Opponents of a law that empowers parents with children in failing schools want to rewrite the rules -- and they are on the hunt for an ally in Sacramento.
Meanwhile, supporters of the Parent Empowerment Act will need a champion of their own in the fight to come.
United Teachers of Los Angeles, the second-largest teachers union in the nation and by far one of the most influential labor groups in California, voted last week to search for a state lawmaker willing to sponsor a bill amending the so-called parent-trigger law. Since its passage in 2010, the law has given parents the power to make wholesale changes at the schools that have failed their children.
The union's vote comes after parents, who had stumbled early on, found their footing in the past year and pulled the trigger successfully to force the first school takeovers under the law. Two schools in Los Angeles and another in the High Desert reopened this year after parents either ousted administrators, forced teachers to reapply for their jobs or re-established the campus as a charter school.
The success of these schools is paramount to the families depending on them to prepare their children for higher education and, later, the workforce.
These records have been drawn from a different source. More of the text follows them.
//! Numeric element types usable in bounded arithmetic.

use scirs2_core::numeric::Num;
use std::fmt;
use std::ops::Neg;

/// Signed numeric element: `f32`, `f64`, `i8` .. `i64`, `isize`.
///
/// Bound propagation goes through the `bounded_*` methods. They saturate on
/// integers and follow IEEE rules on floats (overflow reaches `±inf`). Both
/// are monotone, so `lo <= data <= hi` holds after every operation even at
/// the edges of the type's range.
pub trait Element:
    Copy + Num + PartialOrd + Neg<Output = Self> + fmt::Debug + Send + Sync + 'static
{
    fn bounded_add(self, rhs: Self) -> Self;
    fn bounded_sub(self, rhs: Self) -> Self;
    fn bounded_mul(self, rhs: Self) -> Self;
    fn bounded_neg(self) -> Self;
}

macro_rules! saturating_element {
    ($($t:ty),*) => {
        $(
            impl Element for $t {
                #[inline]
                fn bounded_add(self, rhs: Self) -> Self {
                    self.saturating_add(rhs)
                }
                #[inline]
                fn bounded_sub(self, rhs: Self) -> Self {
                    self.saturating_sub(rhs)
                }
                #[inline]
                fn bounded_mul(self, rhs: Self) -> Self {
                    self.saturating_mul(rhs)
                }
                #[inline]
                fn bounded_neg(self) -> Self {
                    self.saturating_neg()
                }
            }
        )*
    };
}

macro_rules! float_element {
    ($($t:ty),*) => {
        $(
            impl Element for $t {
                #[inline]
                fn bounded_add(self, rhs: Self) -> Self {
                    self + rhs
                }
                #[inline]
                fn bounded_sub(self, rhs: Self) -> Self {
                    self - rhs
                }
                #[inline]
                fn bounded_mul(self, rhs: Self) -> Self {
                    self * rhs
                }
                #[inline]
                fn bounded_neg(self) -> Self {
                    -self
                }
            }
        )*
    };
}

saturating_element!(i8, i16, i32, i64, isize);
float_element!(f32, f64);

#[cfg(test)]
mod tests {
    use super::*;

    #[test]
    fn test_integer_edges_saturate() {
        assert_eq!(i32::MIN.bounded_neg(), i32::MAX);
        assert_eq!(i32::MAX.bounded_mul(2), i32::MAX);
        assert_eq!(i32::MIN.bounded_sub(1), i32::MIN);
        assert_eq!(i64::MAX.bounded_add(1), i64::MAX);
    }

    #[test]
    fn test_float_overflow_reaches_infinity() {
        assert_eq!(f64::MAX.bounded_mul(2.0), f64::INFINITY);
        assert_eq!(1.5f32.bounded_neg(), -1.5);
    }
}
But how well these schools perform is vital to the larger movement to reform education in California, as well.
Many schools statewide, particularly in Los Angeles, are eligible for reform under the law.
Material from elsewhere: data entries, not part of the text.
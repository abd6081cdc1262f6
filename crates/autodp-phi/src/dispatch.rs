//! Owner-merging rules for binary operations.
//!
//! Arithmetic keeps a single owner when both sides agree (or the right side is
//! public) and escalates to a gamma tensor otherwise. Comparisons never
//! escalate: they need a single owner, or a public right-hand side.

use smallvec::SmallVec;

use crate::element::Element;
use crate::entity::Entity;
use crate::error::{PhiError, PhiResult};
use crate::gamma::{union_entities, IntermediateGammaTensor};
use crate::interval;
use crate::operand::{Elementwise, Operand, Owner, Tagged};
use crate::ops::{ArithOp, CmpOp};
use crate::row_entity::RowEntityTensor;
use crate::scalar_manager;
use crate::single_entity::SingleEntityTensor;
use crate::tensor::{PhiTensor, RowSlot};
use crate::tracing_support::{record_escalation, record_refused_comparison, record_row_dispatch};

/// Same owner on both sides, if there is exactly one.
fn shared_owner<'a>(lhs: Owner<'a>, rhs: Option<Owner<'a>>) -> Option<&'a Entity> {
    match (lhs, rhs) {
        (Owner::One(a), None) => Some(a),
        (Owner::One(a), Some(Owner::One(b))) if a == b => Some(a),
        _ => None,
    }
}

pub(crate) fn arith<T: Element>(
    lhs: Tagged<'_, T>,
    op: ArithOp,
    rhs: Elementwise<'_, T>,
) -> PhiResult<RowSlot<T>> {
    let result = interval::combine(op, &lhs.interval, &rhs.interval)?;
    let manager = scalar_manager::inherit(lhs.manager, rhs.manager);

    if let Some(entity) = shared_owner(lhs.owner, rhs.owner) {
        return Ok(RowSlot::Single(SingleEntityTensor::from_interval(
            result,
            entity.clone(),
            manager,
        )));
    }

    let entities: SmallVec<[Entity; 4]> = match rhs.owner {
        None => lhs.owner.entities().iter().cloned().collect(),
        Some(other) => {
            let merged = union_entities(lhs.owner.entities(), other.entities());
            record_escalation(op.name(), &merged);
            merged
        }
    };
    Ok(RowSlot::Gamma(IntermediateGammaTensor::from_interval(
        result, entities, manager,
    )))
}

pub(crate) fn compare<T: Element>(
    lhs: Tagged<'_, T>,
    op: CmpOp,
    rhs: Elementwise<'_, T>,
) -> PhiResult<RowSlot<bool>> {
    let manager = scalar_manager::inherit(lhs.manager, rhs.manager);

    if let Some(entity) = shared_owner(lhs.owner, rhs.owner) {
        let result = interval::compare(op, &lhs.interval, &rhs.interval)?;
        return Ok(RowSlot::Single(SingleEntityTensor::from_interval(
            result,
            entity.clone(),
            manager,
        )));
    }

    match (lhs.owner, rhs.owner) {
        (Owner::Many(entities), None) => {
            let result = interval::compare(op, &lhs.interval, &rhs.interval)?;
            Ok(RowSlot::Gamma(IntermediateGammaTensor::from_interval(
                result,
                entities.iter().cloned().collect(),
                manager,
            )))
        }
        (Owner::One(a), Some(Owner::One(b))) => {
            record_refused_comparison(op.name(), a.name(), b.name());
            Err(PhiError::entity_mismatch(op.name(), a, b))
        }
        (owner, other) => {
            let entities = match other {
                Some(other) => union_entities(owner.entities(), other.entities()),
                None => owner.entities().iter().cloned().collect(),
            };
            let names = Owner::Many(&entities).describe();
            record_refused_comparison(op.name(), &owner.describe(), &names);
            Err(PhiError::escalated(op.name(), names))
        }
    }
}

/// Arithmetic with a tagged left side and any right operand.
///
/// A row-entity right operand is applied row by row, with `lhs` on the left of
/// every row.
pub(crate) fn arith_operand<'a, T: Element>(
    lhs: Tagged<'a, T>,
    op: ArithOp,
    rhs: Operand<'a, T>,
) -> PhiResult<PhiTensor<T>> {
    let kind = rhs.kind();
    match rhs.elementwise() {
        Ok(rhs) => arith(lhs, op, rhs).map(PhiTensor::from),
        Err(rows) => {
            record_row_dispatch(op.name(), rows.len(), kind);
            rows.map_rows(|row| arith(lhs.clone(), op, row.tagged().into()))
                .map(PhiTensor::Row)
        }
    }
}

/// Comparison with a tagged left side and any right operand.
pub(crate) fn compare_operand<'a, T: Element>(
    lhs: Tagged<'a, T>,
    op: CmpOp,
    rhs: Operand<'a, T>,
) -> PhiResult<PhiTensor<bool>> {
    let kind = rhs.kind();
    match rhs.elementwise() {
        Ok(rhs) => compare(lhs, op, rhs).map(PhiTensor::from),
        Err(rows) => {
            record_row_dispatch(op.name(), rows.len(), kind);
            rows.map_rows(|row| compare(lhs.clone(), op, row.tagged().into()))
                .map(PhiTensor::Row)
        }
    }
}

/// Row-wise arithmetic with a row-entity left side.
pub(crate) fn rows_arith<'a, T: Element>(
    lhs: &'a RowEntityTensor<T>,
    op: ArithOp,
    rhs: Operand<'a, T>,
) -> PhiResult<RowEntityTensor<T>> {
    record_row_dispatch(op.name(), lhs.len(), rhs.kind());
    match rhs.elementwise() {
        Ok(rhs) => lhs.map_rows(|row| arith(row.tagged(), op, rhs.clone())),
        Err(rows) => lhs.zip_rows(rows, |l, r| arith(l.tagged(), op, r.tagged().into())),
    }
}

/// Row-wise comparison with a row-entity left side.
pub(crate) fn rows_compare<'a, T: Element>(
    lhs: &'a RowEntityTensor<T>,
    op: CmpOp,
    rhs: Operand<'a, T>,
) -> PhiResult<RowEntityTensor<bool>> {
    record_row_dispatch(op.name(), lhs.len(), rhs.kind());
    match rhs.elementwise() {
        Ok(rhs) => lhs.map_rows(|row| compare(row.tagged(), op, rhs.clone())),
        Err(rows) => lhs.zip_rows(rows, |l, r| compare(l.tagged(), op, r.tagged().into())),
    }
}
UTLA leaders know this, and they're worried. The union represents 35,000 Los Angeles educators, and though statewide teachers unions have taken the lead in the fight against the parent trigger in the past, UTLA is prepared to take up the cause on its own.
It is not the first time the law has been attacked. Immediately after the law's passage, opponents attempted to water down the regulations and put more power in the hands of teachers. That's exactly what former Sen. Gloria Romero did not want when she wrote the Parent Empowerment Act -- note the words "parent empowerment." This law is for parents, not for teachers and administrators whose self-interests may not always align with those of parents and students.
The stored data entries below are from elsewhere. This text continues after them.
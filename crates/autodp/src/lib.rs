//! # autodp - Bounded, entity-tagged tensors
//!
//! This is the **meta crate** that re-exports the autodp components for
//! convenient access.
//!
//! ## Quick Start
//!
//! ```
//! use autodp::prelude::*;
//!
//! let ishan = Entity::new("Ishan");
//! let trask = Entity::new("Trask");
//!
//! let bounded = |v: f64, owner: &Entity| {
//!     SingleEntityTensor::new(
//!         DenseND::from_elem(&[2, 2], v),
//!         DenseND::from_elem(&[2, 2], -10.0),
//!         DenseND::from_elem(&[2, 2], 10.0),
//!         owner.clone(),
//!     )
//! };
//!
//! let a = bounded(1.0, &ishan)?;
//! let b = bounded(2.0, &trask)?;
//!
//! // Cross-owner arithmetic escalates instead of failing
//! let mixed = a.try_mul(&b)?;
//! assert!(mixed.is_gamma());
//!
//! // Row-wise dispatch over a batch of owners
//! let rows = RowEntityTensor::new([a.clone(), b.clone()])?;
//! let shifted = &rows + 1.0;
//! assert_eq!(shifted.shape().as_slice(), &[2, 2, 2]);
//! assert!(shifted.gt(&rows)?.all());
//!
//! // ...but comparisons never cross owners
//! assert!(shifted.gt(&a).is_err());
//! # Ok::<(), PhiError>(())
//! ```
//!
//! ## Components
//!
//! ### Dense arrays ([`core`])
//!
//! `DenseND<T>`: broadcasting arithmetic, comparison masks, clipping.
//!
//! ### Entity-tagged tensors ([`phi`])
//!
//! `SingleEntityTensor`, `RowEntityTensor`, `IntermediateGammaTensor`, the
//! `Entity` identity token and the promotion rules between them.
//!
//! ## Features
//!
//! - `tracing` (default, on `autodp-phi`): emit `tracing` events for escalations
//!   and refused comparisons

#![deny(warnings)]

pub use autodp_core as core;
pub use autodp_phi as phi;

pub mod prelude {
    //! Prelude module for convenient imports
    //!
    //! # Example
    //!
    //! ```
    //! use autodp::prelude::*;
    //!
    //! let owner = Entity::new("Ishan");
    //! let values = DenseND::<f64>::zeros(&[3]);
    //! let t = SingleEntityTensor::new(values.clone(), values.clone(), values, owner).unwrap();
    //! assert_eq!(t.shape(), &[3]);
    //! ```

    // Dense arrays
    pub use crate::core::{DenseND, Shape};

    // Entity-tagged tensors
    pub use crate::phi::{
        ArithOp, CmpOp, Entity, IntermediateGammaTensor, Operand, PhiConfig, PhiError,
        PhiResult, PhiTensor, RowEntityTensor, RowSlot, ScalarManager, SingleEntityTensor,
    };

    // Logging
    pub use crate::phi::tracing_support::{init_tracing, LogFormat};
}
Some changes to the law may be necessary. Even Romero agrees. She notes that pieces of the process should be more transparent, such as who finances the signature-gathering effort that puts the trigger into play. That is a good idea, but any attempt to strip parents of their power to transform failing schools must be shot down.
Supporters of the parent trigger could use someone like Romero in Sacramento right now to ensure that parents don't lose their voice.